IL TOMO AGLI ANTIOCHENI

(CPG 2228; PG 26, 796-809)

DI SANT’ATANASIO, ARCIVESCOVO DI ALESSANDRIA

Ai diletti e amatissimi colleghi nel ministero Eusebio, Lucifero, Asterio, Cimazio e Anatolio, Atanasio e i vescovi presenti ad Alessandria provenienti dall’Italia, dall’Arabia, dall’Egitto e dalla Libia: Eusebio, Asterio, Gaio, Agato, Ammonio, Agatodemone, Draconzio, Adelfio, Ermeone, Marco, Teodoro, Andrea, Pafnuzio, un altro Marco, Zoilo, Mena, Giorgio, Lucio, Macario e gli altri, salute a voi moltiplicata nel Signore.

1. Siamo convinti che, essendo ministri di Dio e buoni amministratori, siate capaci di ordinare ogni cosa riguardante la Chiesa. Tuttavia, poiché è giunta a noi la notizia che moltissimi di coloro che prima si erano divisi da noi per uno spirito di contesa ora desiderano vivere in pace, e molti altri, essendosi separati dalla relazione con gli ariani, rivendicano la comunione con noi, abbiamo ritenuto necessario scrivere alla vostra bontà — noi e i nostri diletti Eusebio e Asterio, anch’essi diletti e veramente amatissimi colleghi nel ministero — rallegrandoci per tale notizia e pregando affinché, se qualcuno si trova ancora lontano da noi o appare ancora in assemblea con gli ariani, costui balzi via dalla loro mania, cosicché tutti, ovunque, dicano ormai: «Un solo Signore, una sola fede» (Efesini 4,5). Che cosa vi è infatti di così «buono», come disse il Salmista, o che cosa di così «soave», se non «il darsi che i fratelli abitino insieme»? (Salmo 132,1). La nostra casa è la Chiesa, e il nostro sentimento dev’essere il medesimo; poiché così crediamo che anche il Signore abiterà con noi, Colui che dice: «Abiterò in loro e camminerò in mezzo a loro» (2 Corinti 6,16; Levitico 26,12) e «Qui abiterò, perché l’ho scelta» (Salmo 131,14). Ma «qui» dove, se non dove si proclama una sola fede e la vera pietà?

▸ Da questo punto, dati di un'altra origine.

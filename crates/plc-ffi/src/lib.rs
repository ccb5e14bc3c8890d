//! C FFI bindings for plc-core
//!
//! This crate provides a C-compatible API so a desktop or web shell can show
//! the input preview, the mapping report and the converted table without
//! reimplementing any of the conversion logic.

use plc_core::{CanonicalField, Conversion, ParseOptions, Table};
use std::ffi::{CStr, CString};
use std::os::raw::{c_char, c_int};
use std::path::Path;
use std::ptr;

/// Opaque handle to a parsed input and its conversion
pub struct FfiConversion {
    source: Table,
    conversion: Conversion,
}

/// Interior NUL bytes become U+FFFD so a null return always means "no value"
fn to_c_string(s: &str) -> *mut c_char {
    CString::new(s.replace('\0', "\u{fffd}"))
        .map(CString::into_raw)
        .unwrap_or(ptr::null_mut())
}

fn field_at(index: usize) -> Option<CanonicalField> {
    CanonicalField::ALL.get(index).copied()
}

/// Parse and convert a CSV file without writing any output
///
/// `delimiter` is the input field separator, usually `,`.
///
/// # Safety
/// - `path` must be a valid C string
/// - Returns null on error
#[no_mangle]
pub unsafe extern "C" fn plc_convert_path(path: *const c_char, delimiter: c_char) -> *mut FfiConversion {
    if path.is_null() {
        return ptr::null_mut();
    }

    let path = match CStr::from_ptr(path).to_str() {
        Ok(s) => s,
        Err(_) => return ptr::null_mut(),
    };

    let options = ParseOptions::default().with_delimiter(delimiter as u8);
    match plc_core::convert_path(Path::new(path), &options) {
        Ok((source, conversion)) => Box::into_raw(Box::new(FfiConversion { source, conversion })),
        Err(_) => ptr::null_mut(),
    }
}

/// Free a conversion handle
///
/// # Safety
/// - `conversion` must be a valid pointer returned by `plc_convert_path` or null
#[no_mangle]
pub unsafe extern "C" fn plc_free_conversion(conversion: *mut FfiConversion) {
    if !conversion.is_null() {
        drop(Box::from_raw(conversion));
    }
}

/// Number of canonical output fields
#[no_mangle]
pub extern "C" fn plc_field_count() -> usize {
    CanonicalField::COUNT
}

/// Get a canonical field name by index
///
/// Returns null if index is out of bounds. Caller must free the returned
/// string with `plc_free_string`.
#[no_mangle]
pub extern "C" fn plc_field_name(index: usize) -> *mut c_char {
    field_at(index)
        .map(|f| to_c_string(f.name()))
        .unwrap_or(ptr::null_mut())
}

/// Get the input header that feeds a canonical field
///
/// # Safety
/// - `conversion` must be a valid pointer returned by `plc_convert_path`
/// - Returns null if the field is unmatched or out of bounds
/// - Caller must free the returned string with `plc_free_string`
#[no_mangle]
pub unsafe extern "C" fn plc_mapping_source(conversion: *const FfiConversion, field: usize) -> *mut c_char {
    if conversion.is_null() {
        return ptr::null_mut();
    }

    field_at(field)
        .and_then(|f| (*conversion).conversion.mapping.source_header(f))
        .map(to_c_string)
        .unwrap_or(ptr::null_mut())
}

/// Get the row count of the converted table
///
/// # Safety
/// - `conversion` must be a valid pointer returned by `plc_convert_path`
#[no_mangle]
pub unsafe extern "C" fn plc_row_count(conversion: *const FfiConversion) -> usize {
    if conversion.is_null() {
        return 0;
    }
    (*conversion).conversion.output.row_count()
}

/// Get a converted cell value
///
/// # Safety
/// - `conversion` must be a valid pointer returned by `plc_convert_path`
/// - Returns null if row or field is out of bounds
/// - Caller must free the returned string with `plc_free_string`
#[no_mangle]
pub unsafe extern "C" fn plc_cell(conversion: *const FfiConversion, row: usize, field: usize) -> *mut c_char {
    if conversion.is_null() {
        return ptr::null_mut();
    }

    (&(*conversion)
        .conversion
        .output
        .rows)
        .get(row)
        .zip(field_at(field))
        .map(|(r, f)| to_c_string(r.get(f)))
        .unwrap_or(ptr::null_mut())
}

/// Get the column count of the input table
///
/// # Safety
/// - `conversion` must be a valid pointer returned by `plc_convert_path`
#[no_mangle]
pub unsafe extern "C" fn plc_input_column_count(conversion: *const FfiConversion) -> usize {
    if conversion.is_null() {
        return 0;
    }
    (*conversion).source.column_count()
}

/// Get an input column name by index
///
/// # Safety
/// - `conversion` must be a valid pointer returned by `plc_convert_path`
/// - Returns null if index is out of bounds
/// - Caller must free the returned string with `plc_free_string`
#[no_mangle]
pub unsafe extern "C" fn plc_input_column_name(conversion: *const FfiConversion, index: usize) -> *mut c_char {
    if conversion.is_null() {
        return ptr::null_mut();
    }

    (&(*conversion)
        .source
        .columns)
        .get(index)
        .map(|c| to_c_string(&c.name))
        .unwrap_or(ptr::null_mut())
}

/// Write the converted table as CSV
///
/// Returns 0 on success, -1 on error.
///
/// # Safety
/// - `conversion` must be a valid pointer returned by `plc_convert_path`
/// - `path` must be a valid C string
#[no_mangle]
pub unsafe extern "C" fn plc_write_csv(conversion: *const FfiConversion, path: *const c_char) -> c_int {
    if conversion.is_null() || path.is_null() {
        return -1;
    }

    let path = match CStr::from_ptr(path).to_str() {
        Ok(s) => s,
        Err(_) => return -1,
    };

    match plc_core::save_csv(&(*conversion).conversion.output, Path::new(path)) {
        Ok(()) => 0,
        Err(_) => -1,
    }
}

/// Free a string returned by other FFI functions
///
/// # Safety
/// - `s` must be a valid pointer returned by a plc_* function or null
#[no_mangle]
pub unsafe extern "C" fn plc_free_string(s: *mut c_char) {
    if !s.is_null() {
        drop(CString::from_raw(s));
    }
}

#[cfg(test)]
mod tests {
    use super::*;
    use std::fs;

    unsafe fn take_string(s: *mut c_char) -> Option<String> {
        if s.is_null() {
            return None;
        }
        let value = CStr::from_ptr(s).to_string_lossy().into_owned();
        plc_free_string(s);
        Some(value)
    }

    #[test]
    fn test_convert_and_read_back() {
        let dir = tempfile::tempdir().unwrap();
        let input = dir.path().join("list.csv");
        fs::write(&input, "Name,Owner,Notes\nMaple Court,Acme,x\n").unwrap();
        let c_path = CString::new(input.to_str().unwrap()).unwrap();

        unsafe {
            let handle = plc_convert_path(c_path.as_ptr(), b',' as c_char);
            assert!(!handle.is_null());

            assert_eq!(plc_field_count(), 7);
            assert_eq!(take_string(plc_field_name(4)).as_deref(), Some("zip_code"));
            assert!(plc_field_name(7).is_null());

            assert_eq!(take_string(plc_mapping_source(handle, 0)).as_deref(), Some("Name"));
            assert!(plc_mapping_source(handle, 5).is_null());

            assert_eq!(plc_row_count(handle), 1);
            assert_eq!(take_string(plc_cell(handle, 0, 6)).as_deref(), Some("Acme"));
            assert_eq!(take_string(plc_cell(handle, 0, 1)).as_deref(), Some(""));
            assert!(plc_cell(handle, 1, 0).is_null());

            assert_eq!(plc_input_column_count(handle), 3);
            assert_eq!(take_string(plc_input_column_name(handle, 2)).as_deref(), Some("Notes"));

            let out = CString::new(dir.path().join("out.csv").to_str().unwrap()).unwrap();
            assert_eq!(plc_write_csv(handle, out.as_ptr()), 0);
            assert!(dir.path().join("out.csv").exists());

            plc_free_conversion(handle);
        }
    }

    #[test]
    fn test_cell_with_nul_byte_is_not_null() {
        let dir = tempfile::tempdir().unwrap();
        let input = dir.path().join("list.csv");
        fs::write(&input, "Name\nMaple\0Court\n").unwrap();
        let c_path = CString::new(input.to_str().unwrap()).unwrap();

        unsafe {
            let handle = plc_convert_path(c_path.as_ptr(), b',' as c_char);
            assert!(!handle.is_null());
            assert_eq!(
                take_string(plc_cell(handle, 0, 0)).as_deref(),
                Some("Maple\u{fffd}Court")
            );
            plc_free_conversion(handle);
        }
    }

    #[test]
    fn test_null_handles() {
        unsafe {
            assert!(plc_convert_path(ptr::null(), b',' as c_char).is_null());
            assert_eq!(plc_row_count(ptr::null()), 0);
            assert!(plc_cell(ptr::null(), 0, 0).is_null());
            assert_eq!(plc_write_csv(ptr::null(), ptr::null()), -1);
            plc_free_conversion(ptr::null_mut());
        }
    }
}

Noi dell’Egitto desideravamo intensamente, insieme ai nostri diletti fratelli Eusebio e Asterio, venire da voi per molte ragioni, ma soprattutto per questa: per abbracciare la vostra disposizione d’animo e godere insieme di tale pace e concordia. Tuttavia, come vi abbiamo dichiarato anche nelle altre lettere e come potete apprendere da questi nostri stessi colleghi, le necessità ecclesiastiche ci trattengono. Ci siamo addolorati, ma abbiamo chiesto ai medesimi nostri colleghi Eusebio e Asterio di venire da voi al nostro posto; e sia resa grazia alla loro devozione poiché, pur potendo affrettarsi verso le proprie diocesi (gr. paroikias), hanno anteposto a tutto il viaggio verso di voi a causa dell’urgente necessità ecclesiastica. Con il loro consenso, ci siamo consolati pensando che, trovandosi essi e voi colà, tutti noi riteniamo di essere presenti con voi.

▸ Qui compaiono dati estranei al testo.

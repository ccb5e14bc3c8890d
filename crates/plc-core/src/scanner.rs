//! Directory scanner for discovering property-list CSV files

use crate::error::Result;
use crate::export::is_converted_name;
use serde::{Deserialize, Serialize};
use std::path::{Path, PathBuf};
use tracing::debug;
use walkdir::WalkDir;

/// Result of scanning directories
#[derive(Debug, Clone, Serialize, Deserialize)]
pub struct ScanResult {
    /// Root directories that were scanned
    pub roots: Vec<PathBuf>,
    /// Convertible CSV files, sorted by path
    pub inputs: Vec<PathBuf>,
    /// Files skipped because they are earlier conversion results
    pub skipped: Vec<PathBuf>,
}

impl ScanResult {
    pub fn total_files(&self) -> usize {
        self.inputs.len() + self.skipped.len()
    }
}

/// Scan one or more directories for CSV files
pub fn scan_directory<P: AsRef<Path>>(roots: &[P]) -> Result<ScanResult> {
    let mut inputs = Vec::new();
    let mut skipped = Vec::new();

    for root in roots {
        let root = root.as_ref();

        for entry in WalkDir::new(root).follow_links(true) {
            let entry = entry?;
            let path = entry.path();

            if !entry.file_type().is_file() || !is_csv(path) {
                continue;
            }

            if is_converted_name(path) {
                debug!(path = %path.display(), "skipping converted output");
                skipped.push(path.to_path_buf());
            } else {
                inputs.push(path.to_path_buf());
            }
        }
    }

    inputs.sort();
    inputs.dedup();
    skipped.sort();
    skipped.dedup();

    Ok(ScanResult {
        roots: roots.iter().map(|r| r.as_ref().to_path_buf()).collect(),
        inputs,
        skipped,
    })
}

fn is_csv(path: &Path) -> bool {
    path.extension()
        .and_then(|ext| ext.to_str())
        .is_some_and(|ext| ext.eq_ignore_ascii_case("csv"))
}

2. Tutti coloro, dunque, che desiderano vivere in pace con noi, e specialmente coloro che si radunano nella Vecchia [chiesa] e coloro che abbandonano gli ariani, accoglieteli presso di voi; e riceveteli come padri con i figli, accoglieteli come maestri e custodi, e unendoli ai nostri diletti che sono con Paolino, non esigete da loro nulla di più se non di anatemizzare l’eresia ariana, professare la fede confessata dai santi Padri a Nicea e anatemizzare anche coloro che dicono che il Santo Spirito è una creatura e che è separato dalla sostanza (ousia) di Cristo. Questo è infatti un vero balzare via dall’esecrabile eresia degli ariani: il non dividere la Santa Trinità e il non dire che alcunché di Essa sia una creatura. Coloro infatti che simulano di nominare la fede confessata a Nicea, ma osano bestemmiare contro il Santo Spirito, non fanno nulla di diverso se non negare a parole l’eresia ariana mentre la mantengono con la loro mentalità (phronema). Sia anatemizzata da tutti l’empietà di Sabellio e di Paolo di Samosata, la mania di Valentino e di Basilide, e la frenesia dei Manichei; facendo così queste cose, ogni sospetto malvagio sarà rimosso da tutti e la sola fede della Chiesa cattolica si mostrerà pura.

3. Che noi e coloro che hanno sempre avuto la comunione con noi custodiamo questa fede, riteniamo che nessuno di voi né di altri lo ignori. Poiché ci rallegriamo con coloro che desiderano unirsi [a noi], con tutti e in modo speciale con coloro che si radunano nella Vecchia [chiesa], abbiamo glorificato il Signore sopra ogni cosa e per la loro buona intenzione. Vi esortiamo affinché su queste basi si realizzi la loro concordia e non si esiga da loro nulla di più, come abbiamo detto prima: né che da coloro che si radunano nella Vecchia [chiesa] sia preteso altro da voi, né che quelli del gruppo di Paolino propongano alcunché di diverso o di ulteriore rispetto a ciò che è stato stabilito a Nicea.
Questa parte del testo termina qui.